2021-04-29

NLP: Clustering Inception

When using supervised learning for classifying data you normally begin with some labelled dataset. These labels help in the evaluation phase model to assess how probable it is that a given sample belongs to a specific target class.

But sometimes you’d like to classify unlabelled data. That usually suggests the use of unsupervised learning techniques such as clustering or grouping data by some common feature. Then imagine you’ve got a bunch of unclassified text documents and get some groups by clustering and finally use those groups to classify new documents. That would be great.

In this article I’m going all the way and take a list of unlabelled texts, clustering them into groups and finally try to classify new documents based on these groups or clusters.

Loading Data

I’m loading some news articles from different sources and about different topics to create a Pandas DataFrame. Although the data has labels, I’m only using them at the end to check how well the whole process worked.

loading data

import numpy as np
import pandas as pd
import xml.etree.ElementTree as ET

from os import walk

_, _, filenames = next(walk('news'))
df       = pd.DataFrame()

for file in filenames:
    xml = ET.parse("news/" + file).getroot()
    for entry in xml.findall('entry'):
        title= entry.find("title").text
        text = entry.find("text").text
        site = entry.find("link").text
        tag  = entry.find("tag").text

        df = df.append({"title": title, "text": text, "tag": tag, "site": site}, ignore_index=True)

df.head()

Cleaning Data

In this section, I’m going to normalize the text. There are several tasks that people normally do to normalize data, such getting rid of stop-words, removing extra white spaces…etc. A couple of weeks ago I heard about TextHero which among other things it provides a solid pipeline to clean data.
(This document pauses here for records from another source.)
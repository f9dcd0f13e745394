// Enrichment domain: actor extraction, quality, link promotion.

pub mod activities;
pub mod events;

use anyhow::Result;
use seesaw_core::{events, handle, handlers, Context, Events};

use rootsignal_graph::GraphStore;

use crate::core::engine::ScoutEngineDeps;
use crate::core::events::PipelinePhase;
use crate::domains::enrichment::events::EnrichmentEvent;
use crate::domains::lifecycle::events::LifecycleEvent;

fn is_response_scrape_completed(e: &LifecycleEvent) -> bool {
    matches!(
        e,
        LifecycleEvent::PhaseCompleted { phase }
            if matches!(phase, PipelinePhase::ResponseScrape)
    )
}

fn is_actor_enrichment_completed(e: &LifecycleEvent) -> bool {
    matches!(
        e,
        LifecycleEvent::PhaseCompleted { phase }
            if matches!(phase, PipelinePhase::ActorEnrichment)
    )
}

#[handlers]
pub mod handlers {
    use super::*;

    /// PhaseCompleted(ResponseScrape) → enrich actor locations from signal evidence.
    #[handle(on = LifecycleEvent, id = "enrichment:actor_location", filter = is_response_scrape_completed)]
    async fn actor_location(
        _event: LifecycleEvent,
        ctx: Context<ScoutEngineDeps>,
    ) -> Result<Events> {
        let deps = ctx.deps();

        let actors = match deps.store.list_all_actors().await {
            Ok(a) => a,
            Err(_) => return Ok(events![]),
        };
        if actors.is_empty() {
            return Ok(events![]);
        }

        let mut all_events =
            activities::actor_location::collect_actor_location_events(&*deps.store, &actors).await;
        let count = all_events.len();
        if count == 0 {
            return Ok(events![]);
        }
        all_events.push(EnrichmentEvent::ActorEnrichmentCompleted {
            actors_updated: count as u32,
        });
        Ok(all_events)
    }

    /// PhaseCompleted(ResponseScrape) → delete pins, actor extraction, embedding + metric enrichment,
    /// emit PhaseCompleted(ActorEnrichment).
    #[handle(on = LifecycleEvent, id = "enrichment:post_scrape", filter = is_response_scrape_completed)]
    async fn signal_enrichment(
        _event: LifecycleEvent,
        ctx: Context<ScoutEngineDeps>,
    ) -> Result<Events> {
        let deps = ctx.deps();

        // Requires graph_client + region — skip in tests
        let (region, graph_client) = match (deps.region.as_ref(), deps.graph_client.as_ref()) {
            (Some(r), Some(g)) => (r, g),
            _ => {
                return Ok(events![LifecycleEvent::PhaseCompleted {
                    phase: PipelinePhase::ActorEnrichment,
                }]);
            }
        };

        let consumed_pin_ids = {
            let state = deps.state.read().await;
            state
                .scheduled
                .as_ref()
                .map(|s| s.consumed_pin_ids.clone())
                .unwrap_or_default()
        };

        let actor_events = activities::enrich_scraped_signals(
            &*deps.store,
            graph_client,
            region,
            deps.anthropic_api_key.as_deref().unwrap_or(""),
            &*deps.embedder,
            &consumed_pin_ids,
        )
        .await;

        let mut all_events = actor_events;
        all_events.push(LifecycleEvent::PhaseCompleted {
            phase: PipelinePhase::ActorEnrichment,
        });
        Ok(all_events)
    }

    /// PhaseCompleted(ActorEnrichment) → update source weights/cadence, emit MetricsCompleted.
    #[handle(on = LifecycleEvent, id = "enrichment:metrics", filter = is_actor_enrichment_completed)]
    async fn source_weight(
        _event: LifecycleEvent,
        ctx: Context<ScoutEngineDeps>,
    ) -> Result<Events> {
        let deps = ctx.deps();

        // Requires graph_client + region — skip in tests
        let (region, graph_client) = match (deps.region.as_ref(), deps.graph_client.as_ref()) {
            (Some(r), Some(g)) => (r, g),
            _ => {
                return Ok(events![LifecycleEvent::MetricsCompleted]);
            }
        };
        let writer = GraphStore::new(graph_client.clone());

        let state = deps.state.read().await;
        let all_sources = state
            .scheduled
            .as_ref()
            .map(|s| s.all_sources.clone())
            .unwrap_or_default();
        let source_signal_counts = state.source_signal_counts.clone();
        let query_api_errors = state.query_api_errors.clone();
        drop(state);

        let metric_events = activities::update_source_weights(
            &writer,
            &region.name,
            &all_sources,
            &source_signal_counts,
            &query_api_errors,
        )
        .await;

        if let Some(ref budget) = deps.budget {
            budget.log_status();
        }

        let mut all_events = metric_events;
        all_events.push(LifecycleEvent::MetricsCompleted);
        Ok(all_events)
    }
}
use anyhow::Result;

/// Application configuration loaded from environment variables.
/// Contains only secrets and env-specific values; identity, models,
/// clustering params, and prompts live in the TOML FileConfig.
#[derive(Debug, Clone)]
pub struct AppConfig {
    // Database
    pub database_url: String,

    // AI / LLM
    pub openai_api_key: String,
    pub anthropic_api_key: Option<String>,

    // Scraping
    pub tavily_api_key: String,
    pub firecrawl_api_key: Option<String>,
    pub apify_api_key: Option<String>,
    pub eventbrite_api_key: Option<String>,

    // Browser (Chrome CDP for JS rendering)
    pub chrome_url: Option<String>,

    // Geocoding
    pub geocoding_api_key: Option<String>,

    // Restate
    pub restate_admin_url: Option<String>,
    pub restate_self_url: Option<String>,
    pub restate_auth_token: Option<String>,

    // Auth
    pub jwt_secret: Option<String>,
    pub twilio_account_sid: Option<String>,
    pub twilio_auth_token: Option<String>,
    pub twilio_verify_service_sid: Option<String>,
    pub admin_phone_numbers: Vec<String>,
    pub test_identifier_enabled: bool,
}

impl AppConfig {
    pub fn from_env() -> Result<Self> {
        dotenvy::dotenv().ok();

        let config = Self {
            database_url: std::env::var("DATABASE_URL")?,
            openai_api_key: std::env::var("OPENAI_API_KEY")?,
            anthropic_api_key: std::env::var("ANTHROPIC_API_KEY").ok(),
            tavily_api_key: std::env::var("TAVILY_API_KEY")?,
            chrome_url: std::env::var("CHROME_URL").ok(),
            firecrawl_api_key: std::env::var("FIRECRAWL_API_KEY").ok(),
            apify_api_key: std::env::var("APIFY_API_KEY").ok(),
            eventbrite_api_key: std::env::var("EVENTBRITE_API_KEY").ok(),
            geocoding_api_key: std::env::var("GEOCODING_API_KEY").ok(),
            restate_admin_url: std::env::var("RESTATE_ADMIN_URL").ok(),
            restate_self_url: std::env::var("RESTATE_SELF_URL").ok(),
            restate_auth_token: std::env::var("RESTATE_AUTH_TOKEN").ok(),
            jwt_secret: std::env::var("JWT_SECRET").ok(),
            twilio_account_sid: std::env::var("TWILIO_ACCOUNT_SID").ok(),
            twilio_auth_token: std::env::var("TWILIO_AUTH_TOKEN").ok(),
            twilio_verify_service_sid: std::env::var("TWILIO_VERIFY_SERVICE_SID").ok(),
            admin_phone_numbers: std::env::var("ADMIN_PHONE_NUMBERS")
                .unwrap_or_default()
                .split(',')
                .filter(|s| !s.is_empty())
                .map(|s| s.trim().to_string())
                .collect(),
            test_identifier_enabled: std::env::var("TEST_IDENTIFIER_ENABLED")
                .unwrap_or_else(|_| "false".to_string())
                .parse()
                .unwrap_or(false),
        };

        config.log_keys();
        Ok(config)
    }

    fn log_keys(&self) {
        fn preview(val: &str) -> String {
            let n = val.len().min(5);
            format!("{}...({} chars)", &val[..n], val.len())
        }
        fn preview_opt(val: &Option<String>) -> String {
            match val {
                Some(v) if !v.is_empty() => preview(v),
                _ => "<not set>".to_string(),
            }
        }

        tracing::info!("Config loaded:");
        tracing::info!("  OPENAI_API_KEY: {}", preview(&self.openai_api_key));
        tracing::info!("  ANTHROPIC_API_KEY: {}", preview_opt(&self.anthropic_api_key));
        tracing::info!("  TAVILY_API_KEY: {}", preview(&self.tavily_api_key));
        tracing::info!("  CHROME_URL: {}", preview_opt(&self.chrome_url));
        tracing::info!("  FIRECRAWL_API_KEY: {}", preview_opt(&self.firecrawl_api_key));
        tracing::info!("  APIFY_API_KEY: {}", preview_opt(&self.apify_api_key));
        tracing::info!("  RESTATE_ADMIN_URL: {}", preview_opt(&self.restate_admin_url));
    }
}
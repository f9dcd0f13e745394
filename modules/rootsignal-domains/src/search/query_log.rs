use anyhow::Result;
use chrono::{DateTime, Utc};
use serde::{Deserialize, Serialize};
use serde_json::Value;
use sqlx::PgPool;
use uuid::Uuid;

#[derive(Debug, Clone, Serialize, Deserialize, sqlx::FromRow)]
pub struct QueryLog {
    pub id: Uuid,
    pub member_id: Option<Uuid>,
    pub query_text: String,
    pub query_type: String,
    pub filters: Value,
    pub result_count: Option<i32>,
    pub clicked_listing_id: Option<Uuid>,
    pub session_id: Option<Uuid>,
    pub latitude: Option<f64>,
    pub longitude: Option<f64>,
    pub created_at: DateTime<Utc>,
}

impl QueryLog {
    pub async fn create(
        query_text: &str,
        query_type: &str,
        filters: Value,
        result_count: Option<i32>,
        member_id: Option<Uuid>,
        session_id: Option<Uuid>,
        latitude: Option<f64>,
        longitude: Option<f64>,
        pool: &PgPool,
    ) -> Result<Self> {
        sqlx::query_as::<_, Self>(
            r#"
            INSERT INTO query_logs (query_text, query_type, filters, result_count, member_id, session_id, latitude, longitude)
            VALUES ($1, $2, $3, $4, $5, $6, $7, $8)
            RETURNING *
            "#,
        )
        .bind(query_text)
        .bind(query_type)
        .bind(filters)
        .bind(result_count)
        .bind(member_id)
        .bind(session_id)
        .bind(latitude)
        .bind(longitude)
        .fetch_one(pool)
        .await
        .map_err(Into::into)
    }

    pub async fn record_click(id: Uuid, listing_id: Uuid, pool: &PgPool) -> Result<Self> {
        sqlx::query_as::<_, Self>(
            "UPDATE query_logs SET clicked_listing_id = $1 WHERE id = $2 RETURNING *",
        )
        .bind(listing_id)
        .bind(id)
        .fetch_one(pool)
        .await
        .map_err(Into::into)
    }

    pub async fn find_by_session(session_id: Uuid, pool: &PgPool) -> Result<Vec<Self>> {
        sqlx::query_as::<_, Self>(
            "SELECT * FROM query_logs WHERE session_id = $1 ORDER BY created_at ASC",
        )
        .bind(session_id)
        .fetch_all(pool)
        .await
        .map_err(Into::into)
    }

    pub async fn find_by_member(member_id: Uuid, pool: &PgPool) -> Result<Vec<Self>> {
        sqlx::query_as::<_, Self>(
            "SELECT * FROM query_logs WHERE member_id = $1 ORDER BY created_at DESC",
        )
        .bind(member_id)
        .fetch_all(pool)
        .await
        .map_err(Into::into)
    }

    pub async fn popular_queries(limit: i64, pool: &PgPool) -> Result<Vec<(String, i64)>> {
        sqlx::query_as::<_, (String, i64)>(
            r#"
            SELECT query_text, COUNT(*) as count
            FROM query_logs
            GROUP BY query_text
            ORDER BY count DESC
            LIMIT $1
            "#,
        )
        .bind(limit)
        .fetch_all(pool)
        .await
        .map_err(Into::into)
    }
}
With TextHero I can very easily do some basic cleaning:

Replace not assigned values with empty spaces.
Lowercase all text.
Remove all blocks of digits.
Remove all string.punctuation (!"#$%&'()*+,-./:;<⇒?@[\]^_`{|}~).
Remove all accents from strings.
Remove all stop words.
Remove all white space between words.

download dependencies

One of the ways to download dependencies in a Python Jupyter Notebook is to use sys module. Here you have how to download TextHero and Gensim dependencies:

dependencies

import sys
!{sys.executable} -m pip install -U texthero
!{sys.executable} -m pip install "gensim==3.8.1"

Now we can keep going with the article.

Apart from the basic cleaning tasks I needed to remove some stuff that I think could be considered as data leakage such as:

The web site of the article
The topic the newspaper grouped the article
some other words that I could consider noise

extra words to delete

# creating a copy of source dataset
articles_df = df.copy()

# article topics
topics          = articles_df['tag'].unique()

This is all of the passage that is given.